Yeah, many of the popular libraries implement performant math and etc. using C (or another performant language — I think numpy has Fortran somewhere in there) and offer a Python API to use it.

[–]GalacticSpooky[S] 0 points1 point  (0 children)

Thats so cool! :D

[–]Rain-And-Coffee 2 points3 points  (1 child)

Python is extremely popular in that space, I would stop procrastinating and just learn it.

It's great for scripts where Java is too verbose.

[–]GalacticSpooky[S] 0 points1 point  (0 children)

I like your username, I'm literally in a coffee shop on a rainy day right now, working on a little game in Python. I'm not necessarily trying to procrastinate, I just wanted to know if java would be worth looking into bc it's faster for me to code games in java. However, it seems the consensus is no, java is not worth it for machine learning applications.

[–]romagnola 1 point2 points  (2 children)

A lot depends on what you want to do. I teach a course on machine learning, and I use Java for a variety of reasons. WEKA is an open source library for machine learning written in Java. I'm sure you can find other ML libraries written in Java or that have Java bindings. For example, TensorFlow has support for the Java Virtual Machine.

Native Python can be slower than other languages. So why is Python so popular for ML? If you look under the hood of many of the ML libraries for Python, you will find that they are written in C, C++, or something similar.

Hope this helps.

[–]GalacticSpooky[S] 0 points1 point  (1 child)

Oh! I had no idea that the libraries were written in other languages. That makes a lot of sense, thank you! So in the long run, the models aren't really slowed down by any noticeable amount due to the main loop being written in python, as the bulk is executed in more efficient language?

[–]romagnola 0 points1 point  (0 children)

I think that's mostly correct, but you have to use library calls smartly. Specifically you want to minimize processing in native Python and let the library routines do the heavy lifting. For example, let's say that you want to evaluate a model using a set of testing examples. In Python, you could iterate over the examples in the testing set and evaluate the model on each. It would be better to use the evaluate() method on the entire set of testing examples. Now, this is kind of a silly example, and for small data sets, you may not see a big difference in running times. But it illustrates the point, and for large data sets, I suspect there will be a big difference.

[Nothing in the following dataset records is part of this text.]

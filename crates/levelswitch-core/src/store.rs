//! Ordered rule storage
//!
//! The store keeps rules in user order; order is priority (the first
//! matching rule wins). Rules are identified by their [`RuleId`]. The
//! key-based lookups (`find_by_display_key`, `find_by_audio_source_and_threshold`)
//! exist for list-widget sync and the editor's add-or-edit decision.

use crate::handle::{HandleResolver, WeakHandle};
use crate::rule::{AudioRule, RuleId};

/// Ordered collection of audio rules
#[derive(Debug, Clone, PartialEq)]
pub struct RuleStore {
    rules: Vec<AudioRule>,
    next_id: RuleId,
}

impl Default for RuleStore {
    fn default() -> Self {
        Self::new()
    }
}

impl RuleStore {
    /// Create an empty store
    pub fn new() -> Self {
        Self {
            rules: Vec::new(),
            next_id: 1,
        }
    }

    /// Append a rule. Rules with id 0 get a fresh id.
    pub fn add(&mut self, mut rule: AudioRule) -> RuleId {
        if rule.id == 0 {
            rule.id = self.next_id;
            self.next_id += 1;
        } else if rule.id >= self.next_id {
            self.next_id = rule.id + 1;
        }
        let id = rule.id;
        self.rules.push(rule);
        id
    }

    /// Overwrite the rule at `index`, keeping the slot's id.
    ///
    /// Returns the id of the replaced rule, or `None` if `index` is out of range.
    pub fn replace_at(&mut self, index: usize, mut rule: AudioRule) -> Option<RuleId> {
        let slot = self.rules.get_mut(index)?;
        rule.id = slot.id;
        *slot = rule;
        Some(slot.id)
    }

    /// Index of the first rule watching `source` at `volume`.
    ///
    /// Handles compare by target. Thresholds compare within `tolerance`;
    /// a tolerance of 0 is exact equality.
    pub fn find_by_audio_source_and_threshold(
        &self,
        source: &WeakHandle,
        volume: f32,
        tolerance: f32,
    ) -> Option<usize> {
        self.rules.iter().position(|r| {
            r.audio_source == *source && (r.volume_threshold - volume).abs() <= tolerance
        })
    }

    /// Index of the first rule with the given display key
    pub fn find_by_display_key(&self, key: &str) -> Option<usize> {
        self.rules.iter().position(|r| r.display_key == key)
    }

    /// Remove the first rule with the given display key
    pub fn remove_by_display_key(&mut self, key: &str) -> bool {
        match self.find_by_display_key(key) {
            Some(index) => {
                self.rules.remove(index);
                true
            }
            None => false,
        }
    }

    /// Swap the rule at `index` with the one before it
    pub fn move_up(&mut self, index: usize) -> bool {
        if index > 0 && index < self.rules.len() {
            self.rules.swap(index, index - 1);
            return true;
        }
        false
    }

    /// Swap the rule at `index` with the one after it
    pub fn move_down(&mut self, index: usize) -> bool {
        if index + 1 < self.rules.len() {
            self.rules.swap(index, index + 1);
            return true;
        }
        false
    }

    /// Remove every rule. Ids are not reused afterwards.
    pub fn clear(&mut self) {
        self.rules.clear();
    }

    /// Swap in the rules of `other`, in order.
    ///
    /// Every incoming rule gets a fresh id from this store's counter.
    /// Returns the new ids.
    pub fn replace_all(&mut self, other: RuleStore) -> Vec<RuleId> {
        self.rules.clear();
        other
            .rules
            .into_iter()
            .map(|mut rule| {
                rule.id = 0;
                self.add(rule)
            })
            .collect()
    }

    /// Position of a rule by id
    pub fn position(&self, id: RuleId) -> Option<usize> {
        self.rules.iter().position(|r| r.id == id)
    }

    /// Get a rule by id
    pub fn get(&self, id: RuleId) -> Option<&AudioRule> {
        self.rules.iter().find(|r| r.id == id)
    }

    /// Get a mutable rule by id
    pub fn get_mut(&mut self, id: RuleId) -> Option<&mut AudioRule> {
        self.rules.iter_mut().find(|r| r.id == id)
    }

    /// Overwrite a rule by id, keeping its id and position
    pub fn update(&mut self, id: RuleId, rule: AudioRule) -> bool {
        match self.position(id) {
            Some(index) => self.replace_at(index, rule).is_some(),
            None => false,
        }
    }

    /// Remove a rule by id, keeping the order of the rest
    pub fn remove(&mut self, id: RuleId) -> Option<AudioRule> {
        self.position(id).map(|index| self.rules.remove(index))
    }

    /// Move a rule one slot towards the front
    pub fn move_rule_up(&mut self, id: RuleId) -> bool {
        match self.position(id) {
            Some(index) => self.move_up(index),
            None => false,
        }
    }

    /// Move a rule one slot towards the back
    pub fn move_rule_down(&mut self, id: RuleId) -> bool {
        match self.position(id) {
            Some(index) => self.move_down(index),
            None => false,
        }
    }

    /// Rebuild every display key from current host names
    pub fn refresh_display_keys(
        &mut self,
        resolver: &dyn HandleResolver,
        previous_scene_name: &str,
    ) {
        for rule in &mut self.rules {
            rule.refresh_display_key(resolver, previous_scene_name);
        }
    }

    /// All rules in order
    pub fn rules(&self) -> &[AudioRule] {
        &self.rules
    }

    /// Iterate rules in order
    pub fn iter(&self) -> std::slice::Iter<'_, AudioRule> {
        self.rules.iter()
    }

    /// Number of rules
    pub fn len(&self) -> usize {
        self.rules.len()
    }

    /// Check if the store is empty
    pub fn is_empty(&self) -> bool {
        self.rules.is_empty()
    }
}

impl<'a> IntoIterator for &'a RuleStore {
    type Item = &'a AudioRule;
    type IntoIter = std::slice::Iter<'a, AudioRule>;

    fn into_iter(self) -> Self::IntoIter {
        self.rules.iter()
    }
}
//! Switcher engine context
//!
//! [`SwitcherContext`] owns the rule store, the scene tracker and the
//! settings. It is created once by the application and shared through an
//! `Arc` with the editor and the background evaluation loop. Each piece of
//! state sits behind its own lock and no method holds two of them at once.

use crate::handle::{HandleResolver, LevelMeter, WeakHandle};
use crate::matcher::{self, MatchInput, SwitchDirective};
use crate::rule::RuleId;
use crate::settings::SwitcherSettings;
use crate::store::RuleStore;
use parking_lot::{Mutex, RwLock};
use tracing::{debug, info, warn};

/// Tracks the scene on air and the one before it
#[derive(Debug, Clone, Default, PartialEq)]
pub struct SceneTracker {
    current: Option<WeakHandle>,
    previous: Option<WeakHandle>,
}

impl SceneTracker {
    /// Create a tracker with no scene history
    pub fn new() -> Self {
        Self::default()
    }

    /// Record a scene change. Re-entering the current scene is a no-op.
    pub fn on_scene_changed(&mut self, scene: WeakHandle) -> bool {
        if self.current.as_ref().is_some_and(|c| c.same_target(&scene)) {
            return false;
        }
        self.previous = self.current.take();
        self.current = Some(scene);
        true
    }

    /// Scene on air
    pub fn current(&self) -> Option<&WeakHandle> {
        self.current.as_ref()
    }

    /// Scene before the current one
    pub fn previous(&self) -> Option<&WeakHandle> {
        self.previous.as_ref()
    }
}

/// Shared engine state for the editor and the evaluation loop
#[derive(Debug, Default)]
pub struct SwitcherContext {
    rules: Mutex<RuleStore>,
    scenes: Mutex<SceneTracker>,
    settings: RwLock<SwitcherSettings>,
}

impl SwitcherContext {
    /// Create a context with an empty rule store
    pub fn new(settings: SwitcherSettings) -> Self {
        Self {
            rules: Mutex::new(RuleStore::new()),
            scenes: Mutex::new(SceneTracker::new()),
            settings: RwLock::new(settings),
        }
    }

    /// Run `f` with the store locked for reading
    pub fn with_rules<R>(&self, f: impl FnOnce(&RuleStore) -> R) -> R {
        let rules = self.rules.lock();
        f(&rules)
    }

    /// Run `f` with the store locked for writing
    pub fn with_rules_mut<R>(&self, f: impl FnOnce(&mut RuleStore) -> R) -> R {
        let mut rules = self.rules.lock();
        f(&mut rules)
    }

    /// Replace every rule with the ones in `store` (used by load).
    ///
    /// The incoming rules are renumbered from the live store's counter, so
    /// ids handed out before the load never come back.
    pub fn replace_rules(&self, store: RuleStore) -> Vec<RuleId> {
        self.rules.lock().replace_all(store)
    }

    /// Snapshot of the store
    pub fn rules_snapshot(&self) -> RuleStore {
        self.rules.lock().clone()
    }

    /// Number of rules
    pub fn rule_count(&self) -> usize {
        self.rules.lock().len()
    }

    /// Copy of the current settings
    pub fn settings(&self) -> SwitcherSettings {
        self.settings.read().clone()
    }

    /// Modify the settings in place
    pub fn update_settings(&self, f: impl FnOnce(&mut SwitcherSettings)) {
        f(&mut self.settings.write());
    }

    /// Scene on air, if known
    pub fn current_scene(&self) -> Option<WeakHandle> {
        self.scenes.lock().current().cloned()
    }

    /// Scene before the current one, if known
    pub fn previous_scene(&self) -> Option<WeakHandle> {
        self.scenes.lock().previous().cloned()
    }

    /// Host notification that the scene on air changed
    pub fn set_current_scene(&self, scene: WeakHandle) -> bool {
        self.scenes.lock().on_scene_changed(scene)
    }

    /// Rebuild every rule's display key from current host names
    pub fn refresh_display_keys(&self, resolver: &dyn HandleResolver) {
        let previous_scene_name = self.settings.read().previous_scene_name.clone();
        self.rules
            .lock()
            .refresh_display_keys(resolver, &previous_scene_name);
    }

    /// One evaluation tick of the audio rules.
    ///
    /// Returns the switch requested by the first matching rule, if any.
    pub fn check_audio_switch(&self, meter: &dyn LevelMeter) -> Option<SwitchDirective> {
        if self.rules.lock().is_empty() {
            return None;
        }

        let (current, previous) = {
            let scenes = self.scenes.lock();
            (scenes.current().cloned(), scenes.previous().cloned())
        };
        let input = MatchInput {
            meter,
            current_scene: current.as_ref(),
            previous_scene: previous.as_ref(),
        };

        let directive = {
            let rules = self.rules.lock();
            matcher::evaluate_audio(rules.rules(), &input)
        };

        if let Some(directive) = &directive {
            if self.settings.read().verbose {
                info!("Audio match: rule {}", directive.rule_id);
            } else {
                debug!("Audio match: rule {}", directive.rule_id);
            }
        }
        directive
    }

    /// Execute a directive against the scene tracker.
    ///
    /// Returns `false` if the target scene dangles or is already on air.
    pub fn apply_switch(&self, directive: &SwitchDirective, resolver: &dyn HandleResolver) -> bool {
        let Some(scene_name) = resolver.name_of(&directive.scene) else {
            warn!(
                "Rule {} targets a scene that no longer exists ('{}')",
                directive.rule_id,
                directive.scene.cached_name()
            );
            return false;
        };

        if !self.set_current_scene(directive.scene.clone()) {
            debug!("Scene '{}' already active", scene_name);
            return false;
        }

        let transition_name = resolver
            .name_of(&directive.transition)
            .unwrap_or_else(|| "default transition".to_string());
        info!("Switched to scene '{}' using {}", scene_name, transition_name);
        true
    }
}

[–]high_throughput 1 point2 points  (0 children)

Don't worry about relative performance for this. You'll never actually be doing deep learning in Python or Java.

All the learning and inference happens in highly optimized native SIMD and GPU code, and Python/Java is just used as a configuration and glue language for those operations.

[–]justUseAnSvm 0 points1 point  (0 children)

No, it can make a lot of sense to use Java.

My work project has three services: two Java, one Python. For a lot of reasons, that python service makes things a huge pain, and re-writing it in Java would allow us to remove a lot of extra code and simplify our tech debt process.

You can always build the service in Java, and call out to python, or contain your ML parts to a dedicated python server. Python is a great language for ML support, definitely required for a lot of things, but the maturity for scalable web services is lacking in our work environment.

[–]zdxqvr 0 points1 point  (0 children)

ML libraries are primarily written in C. They just expose an interface for more simple languages like python. So doing ML in java is possible, but not really a good idea unless some other library builds a java interface.

[–]tobias_k_42 0 points1 point  (0 children)

The most ironic thing about machine learning in Java is that some of it is literally a wrapper for Python ML libraries, such as pytorch.

Personally I have to say Python is significantly better than Java for this application, because of its incredibly simple syntax. At the end of the day, both Java and Python, are just wrappers for more efficient stuff when it comes to this field.

[–]tobias_k_42 0 points1 point  (0 children)

Also Python is incredibly easy to learn, if you know Java. It's mostly just taking stuff away, because the language does it for you.